■ What is required ■
Would you please copy every line of the material that follows, exactly as it reads?

◇ ◇ ◇ ◇ ◇

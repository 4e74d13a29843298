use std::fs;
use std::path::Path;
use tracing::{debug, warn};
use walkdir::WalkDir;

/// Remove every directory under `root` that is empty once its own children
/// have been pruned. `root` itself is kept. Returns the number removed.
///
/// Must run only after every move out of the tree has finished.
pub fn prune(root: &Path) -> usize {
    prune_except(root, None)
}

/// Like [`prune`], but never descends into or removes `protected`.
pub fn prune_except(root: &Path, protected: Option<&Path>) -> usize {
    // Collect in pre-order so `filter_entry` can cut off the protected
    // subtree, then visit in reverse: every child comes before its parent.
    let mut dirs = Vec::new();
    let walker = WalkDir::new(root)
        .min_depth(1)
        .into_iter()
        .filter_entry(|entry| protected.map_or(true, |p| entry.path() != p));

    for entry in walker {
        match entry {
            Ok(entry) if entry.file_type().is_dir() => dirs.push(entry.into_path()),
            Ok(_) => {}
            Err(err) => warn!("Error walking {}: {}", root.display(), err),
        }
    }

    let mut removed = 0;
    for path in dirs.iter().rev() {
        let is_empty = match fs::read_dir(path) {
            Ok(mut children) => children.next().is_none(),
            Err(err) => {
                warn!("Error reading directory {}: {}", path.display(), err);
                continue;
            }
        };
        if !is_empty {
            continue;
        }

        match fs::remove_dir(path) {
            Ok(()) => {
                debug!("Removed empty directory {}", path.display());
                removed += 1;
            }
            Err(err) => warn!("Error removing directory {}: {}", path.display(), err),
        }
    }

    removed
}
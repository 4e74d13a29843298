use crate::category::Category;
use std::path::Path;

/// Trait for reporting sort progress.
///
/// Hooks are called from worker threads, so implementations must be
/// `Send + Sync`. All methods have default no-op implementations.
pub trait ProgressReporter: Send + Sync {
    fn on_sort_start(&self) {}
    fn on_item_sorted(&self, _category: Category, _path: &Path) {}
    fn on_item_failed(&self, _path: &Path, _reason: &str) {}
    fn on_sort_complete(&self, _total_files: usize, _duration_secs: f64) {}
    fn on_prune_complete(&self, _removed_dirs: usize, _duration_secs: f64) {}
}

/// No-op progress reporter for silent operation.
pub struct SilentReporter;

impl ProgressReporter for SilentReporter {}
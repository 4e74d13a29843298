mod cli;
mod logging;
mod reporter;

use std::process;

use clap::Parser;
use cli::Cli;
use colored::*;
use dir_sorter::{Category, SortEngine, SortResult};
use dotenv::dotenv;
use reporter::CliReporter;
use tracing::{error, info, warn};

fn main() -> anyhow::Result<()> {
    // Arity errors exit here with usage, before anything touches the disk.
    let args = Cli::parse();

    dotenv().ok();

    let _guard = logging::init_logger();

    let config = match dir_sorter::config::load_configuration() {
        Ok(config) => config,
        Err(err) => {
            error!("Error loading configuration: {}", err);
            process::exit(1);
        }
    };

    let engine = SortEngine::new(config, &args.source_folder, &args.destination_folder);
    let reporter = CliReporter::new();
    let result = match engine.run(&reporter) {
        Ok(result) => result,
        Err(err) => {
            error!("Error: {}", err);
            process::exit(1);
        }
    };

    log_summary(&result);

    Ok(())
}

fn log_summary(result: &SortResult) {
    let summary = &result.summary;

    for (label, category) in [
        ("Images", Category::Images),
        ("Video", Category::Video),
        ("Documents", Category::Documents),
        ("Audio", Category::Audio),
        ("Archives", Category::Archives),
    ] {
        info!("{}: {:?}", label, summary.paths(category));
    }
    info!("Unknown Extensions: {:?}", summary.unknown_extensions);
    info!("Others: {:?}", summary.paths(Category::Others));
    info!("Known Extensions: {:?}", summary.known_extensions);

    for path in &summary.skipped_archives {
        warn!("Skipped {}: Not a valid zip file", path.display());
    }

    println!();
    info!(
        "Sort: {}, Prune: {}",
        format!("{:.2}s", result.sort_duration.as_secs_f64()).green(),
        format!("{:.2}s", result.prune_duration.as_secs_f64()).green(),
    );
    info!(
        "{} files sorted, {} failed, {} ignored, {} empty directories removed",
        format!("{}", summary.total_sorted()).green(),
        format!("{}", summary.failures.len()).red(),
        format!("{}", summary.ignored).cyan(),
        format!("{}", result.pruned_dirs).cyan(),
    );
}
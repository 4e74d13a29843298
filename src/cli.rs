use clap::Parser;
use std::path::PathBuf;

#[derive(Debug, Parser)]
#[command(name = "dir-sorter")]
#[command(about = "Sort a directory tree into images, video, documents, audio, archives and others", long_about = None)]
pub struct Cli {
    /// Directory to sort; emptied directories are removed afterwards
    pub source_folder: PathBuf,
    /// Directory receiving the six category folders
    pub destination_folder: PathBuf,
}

◇ ◇ ◇ ◇ ◇

■ Answer box ■
repository 4e74d13a29843298
use std::fs;
use std::path::Path;
use tracing::{debug, warn};
use walkdir::WalkDir;

/// Remove every directory under `root` that is empty once its own children
/// have been pruned. `root` itself is kept. Returns the number removed.
///
/// Must run only after every move out of the tree has finished.
pub fn prune(root: &Path) -> usize {
    prune_except(root, None)
}

/// Like [`prune`], but never descends into or removes `protected`.
pub fn prune_except(root: &Path, protected: Option<&Path>) -> usize {
    // Collect in pre-order so `filter_entry` can cut off the protected
    // subtree, then visit in reverse: every child comes before its parent.
    let mut dirs = Vec::new();
    let walker = WalkDir::new(root)
        .min_depth(1)
        .into_iter()
        .filter_entry(|entry| protected.map_or(true, |p| entry.path() != p));

    for entry in walker {
        match entry {
            Ok(entry) if entry.file_type().is_dir() => dirs.push(entry.into_path()),
            Ok(_) => {}
            Err(err) => warn!("Error walking {}: {}", root.display(), err),
        }
    }

    let mut removed = 0;
    for path in dirs.iter().rev() {
        let is_empty = match fs::read_dir(path) {
            Ok(mut children) => children.next().is_none(),
            Err(err) => {
                warn!("Error reading directory {}: {}", path.display(), err);
                continue;
            }
        };
        if !is_empty {
            continue;
        }

        match fs::remove_dir(path) {
            Ok(()) => {
                debug!("Removed empty directory {}", path.display());
                removed += 1;
            }
            Err(err) => warn!("Error removing directory {}: {}", path.display(), err),
        }
    }

    removed
}
repository 4e74d13a29843298
use crate::category::Category;
use std::path::Path;

/// Trait for reporting sort progress.
///
/// Hooks are called from worker threads, so implementations must be
/// `Send + Sync`. All methods have default no-op implementations.
pub trait ProgressReporter: Send + Sync {
    fn on_sort_start(&self) {}
    fn on_item_sorted(&self, _category: Category, _path: &Path) {}
    fn on_item_failed(&self, _path: &Path, _reason: &str) {}
    fn on_sort_complete(&self, _total_files: usize, _duration_secs: f64) {}
    fn on_prune_complete(&self, _removed_dirs: usize, _duration_secs: f64) {}
}

/// No-op progress reporter for silent operation.
pub struct SilentReporter;

impl ProgressReporter for SilentReporter {}
repository 4e74d13a29843298
mod cli;
mod logging;
mod reporter;

use std::process;

use clap::Parser;
use cli::Cli;
use colored::*;
use dir_sorter::{Category, SortEngine, SortResult};
use dotenv::dotenv;
use reporter::CliReporter;
use tracing::{error, info, warn};

fn main() -> anyhow::Result<()> {
    // Arity errors exit here with usage, before anything touches the disk.
    let args = Cli::parse();

    dotenv().ok();

    let _guard = logging::init_logger();

    let config = match dir_sorter::config::load_configuration() {
        Ok(config) => config,
        Err(err) => {
            error!("Error loading configuration: {}", err);
            process::exit(1);
        }
    };

    let engine = SortEngine::new(config, &args.source_folder, &args.destination_folder);
    let reporter = CliReporter::new();
    let result = match engine.run(&reporter) {
        Ok(result) => result,
        Err(err) => {
            error!("Error: {}", err);
            process::exit(1);
        }
    };

    log_summary(&result);

    Ok(())
}

fn log_summary(result: &SortResult) {
    let summary = &result.summary;

    for (label, category) in [
        ("Images", Category::Images),
        ("Video", Category::Video),
        ("Documents", Category::Documents),
        ("Audio", Category::Audio),
        ("Archives", Category::Archives),
    ] {
        info!("{}: {:?}", label, summary.paths(category));
    }
    info!("Unknown Extensions: {:?}", summary.unknown_extensions);
    info!("Others: {:?}", summary.paths(Category::Others));
    info!("Known Extensions: {:?}", summary.known_extensions);

    for path in &summary.skipped_archives {
        warn!("Skipped {}: Not a valid zip file", path.display());
    }

    println!();
    info!(
        "Sort: {}, Prune: {}",
        format!("{:.2}s", result.sort_duration.as_secs_f64()).green(),
        format!("{:.2}s", result.prune_duration.as_secs_f64()).green(),
    );
    info!(
        "{} files sorted, {} failed, {} ignored, {} empty directories removed",
        format!("{}", summary.total_sorted()).green(),
        format!("{}", summary.failures.len()).red(),
        format!("{}", summary.ignored).cyan(),
        format!("{}", result.pruned_dirs).cyan(),
    );
}
repository 4e74d13a29843298
filename src/cli.rs
use clap::Parser;
use std::path::PathBuf;

#[derive(Debug, Parser)]
#[command(name = "dir-sorter")]
#[command(about = "Sort a directory tree into images, video, documents, audio, archives and others", long_about = None)]
pub struct Cli {
    /// Directory to sort; emptied directories are removed afterwards
    pub source_folder: PathBuf,
    /// Directory receiving the six category folders
    pub destination_folder: PathBuf,
}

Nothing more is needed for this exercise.